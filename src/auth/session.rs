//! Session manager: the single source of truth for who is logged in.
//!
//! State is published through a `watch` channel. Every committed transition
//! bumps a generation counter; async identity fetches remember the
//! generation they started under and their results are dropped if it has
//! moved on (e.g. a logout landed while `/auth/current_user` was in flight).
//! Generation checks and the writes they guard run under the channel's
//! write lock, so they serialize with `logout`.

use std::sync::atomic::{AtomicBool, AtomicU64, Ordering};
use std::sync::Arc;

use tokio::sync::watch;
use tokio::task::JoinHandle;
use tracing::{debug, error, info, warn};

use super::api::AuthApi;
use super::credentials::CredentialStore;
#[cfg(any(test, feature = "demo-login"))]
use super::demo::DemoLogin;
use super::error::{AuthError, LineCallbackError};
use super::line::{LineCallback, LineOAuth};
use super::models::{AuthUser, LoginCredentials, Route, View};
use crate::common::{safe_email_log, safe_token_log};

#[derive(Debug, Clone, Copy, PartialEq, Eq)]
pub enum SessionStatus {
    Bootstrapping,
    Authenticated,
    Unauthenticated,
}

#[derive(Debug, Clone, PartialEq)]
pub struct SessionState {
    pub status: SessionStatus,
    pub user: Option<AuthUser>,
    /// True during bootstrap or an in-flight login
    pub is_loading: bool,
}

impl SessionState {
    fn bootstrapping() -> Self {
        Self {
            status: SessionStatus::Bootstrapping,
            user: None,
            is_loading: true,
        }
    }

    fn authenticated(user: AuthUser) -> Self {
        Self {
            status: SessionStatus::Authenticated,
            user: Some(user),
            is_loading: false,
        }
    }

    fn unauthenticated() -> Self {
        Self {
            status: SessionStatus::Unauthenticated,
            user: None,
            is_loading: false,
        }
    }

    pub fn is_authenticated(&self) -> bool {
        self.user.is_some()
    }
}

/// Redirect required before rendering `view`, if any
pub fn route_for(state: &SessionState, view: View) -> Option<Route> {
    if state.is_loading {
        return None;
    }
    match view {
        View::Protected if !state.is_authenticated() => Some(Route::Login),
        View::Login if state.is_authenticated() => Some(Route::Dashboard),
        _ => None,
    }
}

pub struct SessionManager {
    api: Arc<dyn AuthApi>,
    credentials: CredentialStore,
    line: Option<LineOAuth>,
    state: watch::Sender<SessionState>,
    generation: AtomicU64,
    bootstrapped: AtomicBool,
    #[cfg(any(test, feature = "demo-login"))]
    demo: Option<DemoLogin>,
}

---

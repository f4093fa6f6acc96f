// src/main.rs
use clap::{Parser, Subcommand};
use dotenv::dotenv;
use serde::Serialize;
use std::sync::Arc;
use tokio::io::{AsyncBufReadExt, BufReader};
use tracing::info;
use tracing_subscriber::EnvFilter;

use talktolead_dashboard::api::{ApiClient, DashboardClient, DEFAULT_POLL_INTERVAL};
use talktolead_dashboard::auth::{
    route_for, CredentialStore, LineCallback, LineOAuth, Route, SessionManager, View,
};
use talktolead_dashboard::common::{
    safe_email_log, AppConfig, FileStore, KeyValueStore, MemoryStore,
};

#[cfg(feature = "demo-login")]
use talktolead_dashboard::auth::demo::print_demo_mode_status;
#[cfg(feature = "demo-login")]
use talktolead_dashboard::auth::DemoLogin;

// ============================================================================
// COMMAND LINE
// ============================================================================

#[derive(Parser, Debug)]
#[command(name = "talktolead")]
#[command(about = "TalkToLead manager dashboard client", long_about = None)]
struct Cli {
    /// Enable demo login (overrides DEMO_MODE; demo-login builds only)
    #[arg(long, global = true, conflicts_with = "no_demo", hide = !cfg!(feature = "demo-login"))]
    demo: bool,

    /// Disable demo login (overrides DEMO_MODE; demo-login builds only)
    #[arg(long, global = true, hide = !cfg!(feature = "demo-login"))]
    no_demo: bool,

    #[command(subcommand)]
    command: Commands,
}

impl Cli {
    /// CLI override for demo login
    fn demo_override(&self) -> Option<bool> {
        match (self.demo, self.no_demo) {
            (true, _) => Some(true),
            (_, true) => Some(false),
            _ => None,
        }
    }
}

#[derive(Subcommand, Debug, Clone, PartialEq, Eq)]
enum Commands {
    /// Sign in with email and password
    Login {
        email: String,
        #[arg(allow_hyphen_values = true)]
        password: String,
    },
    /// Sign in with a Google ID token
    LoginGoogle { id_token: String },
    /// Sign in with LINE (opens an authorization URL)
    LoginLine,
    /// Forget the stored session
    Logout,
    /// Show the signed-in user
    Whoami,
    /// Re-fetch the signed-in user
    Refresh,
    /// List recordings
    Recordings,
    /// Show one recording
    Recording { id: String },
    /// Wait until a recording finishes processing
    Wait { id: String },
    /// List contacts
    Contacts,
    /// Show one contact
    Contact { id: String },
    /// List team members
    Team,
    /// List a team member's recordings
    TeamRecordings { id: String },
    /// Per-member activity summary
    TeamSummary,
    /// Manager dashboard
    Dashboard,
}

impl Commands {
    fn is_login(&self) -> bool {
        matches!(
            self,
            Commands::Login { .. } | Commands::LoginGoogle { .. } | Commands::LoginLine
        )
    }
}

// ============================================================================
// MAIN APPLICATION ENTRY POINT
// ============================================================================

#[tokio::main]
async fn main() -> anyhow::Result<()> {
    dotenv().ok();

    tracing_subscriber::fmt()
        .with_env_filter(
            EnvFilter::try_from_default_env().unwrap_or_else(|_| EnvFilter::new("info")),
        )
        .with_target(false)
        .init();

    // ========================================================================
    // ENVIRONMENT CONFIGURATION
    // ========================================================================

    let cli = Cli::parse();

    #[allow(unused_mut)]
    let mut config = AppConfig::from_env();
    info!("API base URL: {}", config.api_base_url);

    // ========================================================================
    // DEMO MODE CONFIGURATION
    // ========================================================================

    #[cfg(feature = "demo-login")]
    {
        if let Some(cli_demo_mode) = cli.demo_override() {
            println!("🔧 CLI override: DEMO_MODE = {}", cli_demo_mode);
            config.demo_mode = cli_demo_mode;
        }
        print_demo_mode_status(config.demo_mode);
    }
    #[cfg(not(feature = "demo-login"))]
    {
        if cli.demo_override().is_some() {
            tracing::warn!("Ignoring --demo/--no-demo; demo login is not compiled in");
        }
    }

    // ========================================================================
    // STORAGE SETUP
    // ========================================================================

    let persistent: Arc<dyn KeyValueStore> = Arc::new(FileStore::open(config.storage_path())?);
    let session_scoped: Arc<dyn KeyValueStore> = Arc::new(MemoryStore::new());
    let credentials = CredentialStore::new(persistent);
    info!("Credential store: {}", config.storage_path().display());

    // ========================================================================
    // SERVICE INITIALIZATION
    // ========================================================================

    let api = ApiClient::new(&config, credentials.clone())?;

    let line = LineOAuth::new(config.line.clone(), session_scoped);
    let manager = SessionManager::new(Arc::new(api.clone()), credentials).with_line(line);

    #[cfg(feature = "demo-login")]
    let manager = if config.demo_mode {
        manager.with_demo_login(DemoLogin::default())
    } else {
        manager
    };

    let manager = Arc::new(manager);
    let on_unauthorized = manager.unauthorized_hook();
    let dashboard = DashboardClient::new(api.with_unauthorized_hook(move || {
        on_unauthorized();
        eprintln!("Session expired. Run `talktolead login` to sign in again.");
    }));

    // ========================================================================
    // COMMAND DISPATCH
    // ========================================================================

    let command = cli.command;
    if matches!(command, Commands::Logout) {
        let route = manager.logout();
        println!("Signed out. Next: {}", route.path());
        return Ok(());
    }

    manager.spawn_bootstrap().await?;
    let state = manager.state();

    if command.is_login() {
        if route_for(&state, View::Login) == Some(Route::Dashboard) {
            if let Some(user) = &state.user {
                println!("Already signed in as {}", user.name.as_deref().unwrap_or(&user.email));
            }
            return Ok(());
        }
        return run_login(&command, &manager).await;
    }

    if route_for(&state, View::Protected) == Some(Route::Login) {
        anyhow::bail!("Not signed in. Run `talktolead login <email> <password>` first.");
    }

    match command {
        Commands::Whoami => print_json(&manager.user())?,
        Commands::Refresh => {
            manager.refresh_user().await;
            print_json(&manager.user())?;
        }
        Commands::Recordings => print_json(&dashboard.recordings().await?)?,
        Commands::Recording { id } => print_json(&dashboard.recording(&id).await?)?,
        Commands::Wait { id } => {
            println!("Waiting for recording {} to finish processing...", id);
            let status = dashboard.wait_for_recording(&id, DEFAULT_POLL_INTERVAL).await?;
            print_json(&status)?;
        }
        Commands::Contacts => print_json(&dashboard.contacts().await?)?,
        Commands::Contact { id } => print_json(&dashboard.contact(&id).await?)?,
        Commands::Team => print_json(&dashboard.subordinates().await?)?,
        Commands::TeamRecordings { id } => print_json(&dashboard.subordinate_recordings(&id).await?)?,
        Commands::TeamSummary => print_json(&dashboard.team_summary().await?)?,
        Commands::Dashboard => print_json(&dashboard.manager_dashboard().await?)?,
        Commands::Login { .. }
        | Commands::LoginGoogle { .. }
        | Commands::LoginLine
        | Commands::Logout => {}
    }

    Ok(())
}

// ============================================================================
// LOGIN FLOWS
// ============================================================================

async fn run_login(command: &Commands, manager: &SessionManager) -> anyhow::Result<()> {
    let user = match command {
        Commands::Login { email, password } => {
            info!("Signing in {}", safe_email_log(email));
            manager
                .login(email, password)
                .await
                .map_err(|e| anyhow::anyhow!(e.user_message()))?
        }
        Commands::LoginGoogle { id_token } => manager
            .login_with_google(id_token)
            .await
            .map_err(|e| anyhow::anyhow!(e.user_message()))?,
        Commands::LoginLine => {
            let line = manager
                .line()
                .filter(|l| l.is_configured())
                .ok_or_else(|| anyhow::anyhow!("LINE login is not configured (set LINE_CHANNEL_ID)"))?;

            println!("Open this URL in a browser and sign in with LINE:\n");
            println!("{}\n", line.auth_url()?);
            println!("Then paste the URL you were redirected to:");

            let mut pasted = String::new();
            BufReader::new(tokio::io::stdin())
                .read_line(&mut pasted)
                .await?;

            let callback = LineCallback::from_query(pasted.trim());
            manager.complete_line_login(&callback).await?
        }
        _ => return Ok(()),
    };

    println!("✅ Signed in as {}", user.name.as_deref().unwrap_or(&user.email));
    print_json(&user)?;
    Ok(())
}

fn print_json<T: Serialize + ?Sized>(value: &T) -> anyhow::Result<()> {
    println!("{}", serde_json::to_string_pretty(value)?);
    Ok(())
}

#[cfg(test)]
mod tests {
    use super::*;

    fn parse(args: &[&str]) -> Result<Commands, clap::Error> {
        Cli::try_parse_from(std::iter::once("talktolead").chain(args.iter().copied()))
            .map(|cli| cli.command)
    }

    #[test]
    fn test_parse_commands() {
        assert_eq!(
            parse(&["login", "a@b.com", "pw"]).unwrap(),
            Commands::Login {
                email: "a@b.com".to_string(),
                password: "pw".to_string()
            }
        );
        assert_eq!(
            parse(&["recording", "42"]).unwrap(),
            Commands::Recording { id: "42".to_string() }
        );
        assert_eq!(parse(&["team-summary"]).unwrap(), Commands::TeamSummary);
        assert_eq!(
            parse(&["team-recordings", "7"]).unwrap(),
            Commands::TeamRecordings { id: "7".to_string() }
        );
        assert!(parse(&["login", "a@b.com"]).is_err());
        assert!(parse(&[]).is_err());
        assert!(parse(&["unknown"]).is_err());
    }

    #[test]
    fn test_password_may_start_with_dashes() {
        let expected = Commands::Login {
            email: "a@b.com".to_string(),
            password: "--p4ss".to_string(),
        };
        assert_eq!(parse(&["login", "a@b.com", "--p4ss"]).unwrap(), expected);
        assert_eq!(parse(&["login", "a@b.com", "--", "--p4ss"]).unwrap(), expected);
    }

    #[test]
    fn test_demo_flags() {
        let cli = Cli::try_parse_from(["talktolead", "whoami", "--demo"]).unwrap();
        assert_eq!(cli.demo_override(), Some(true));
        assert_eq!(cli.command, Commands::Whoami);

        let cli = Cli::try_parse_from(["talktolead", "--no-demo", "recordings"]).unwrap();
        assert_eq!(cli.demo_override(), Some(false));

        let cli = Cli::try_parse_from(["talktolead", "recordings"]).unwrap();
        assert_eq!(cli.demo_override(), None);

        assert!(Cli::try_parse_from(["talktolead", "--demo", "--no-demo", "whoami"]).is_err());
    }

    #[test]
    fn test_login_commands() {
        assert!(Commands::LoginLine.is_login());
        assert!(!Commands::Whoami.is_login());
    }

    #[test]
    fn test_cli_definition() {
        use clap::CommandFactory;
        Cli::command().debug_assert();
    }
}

What to work on
Both end lines included, restate word for word the lines above from the line with "filename src/auth/session.rs" to the line with "fetches remember the", and nothing else.

Response below
filename src/auth/session.rs
//! Session manager: the single source of truth for who is logged in.
//!
//! State is published through a `watch` channel. Every committed transition
//! bumps a generation counter; async identity fetches remember the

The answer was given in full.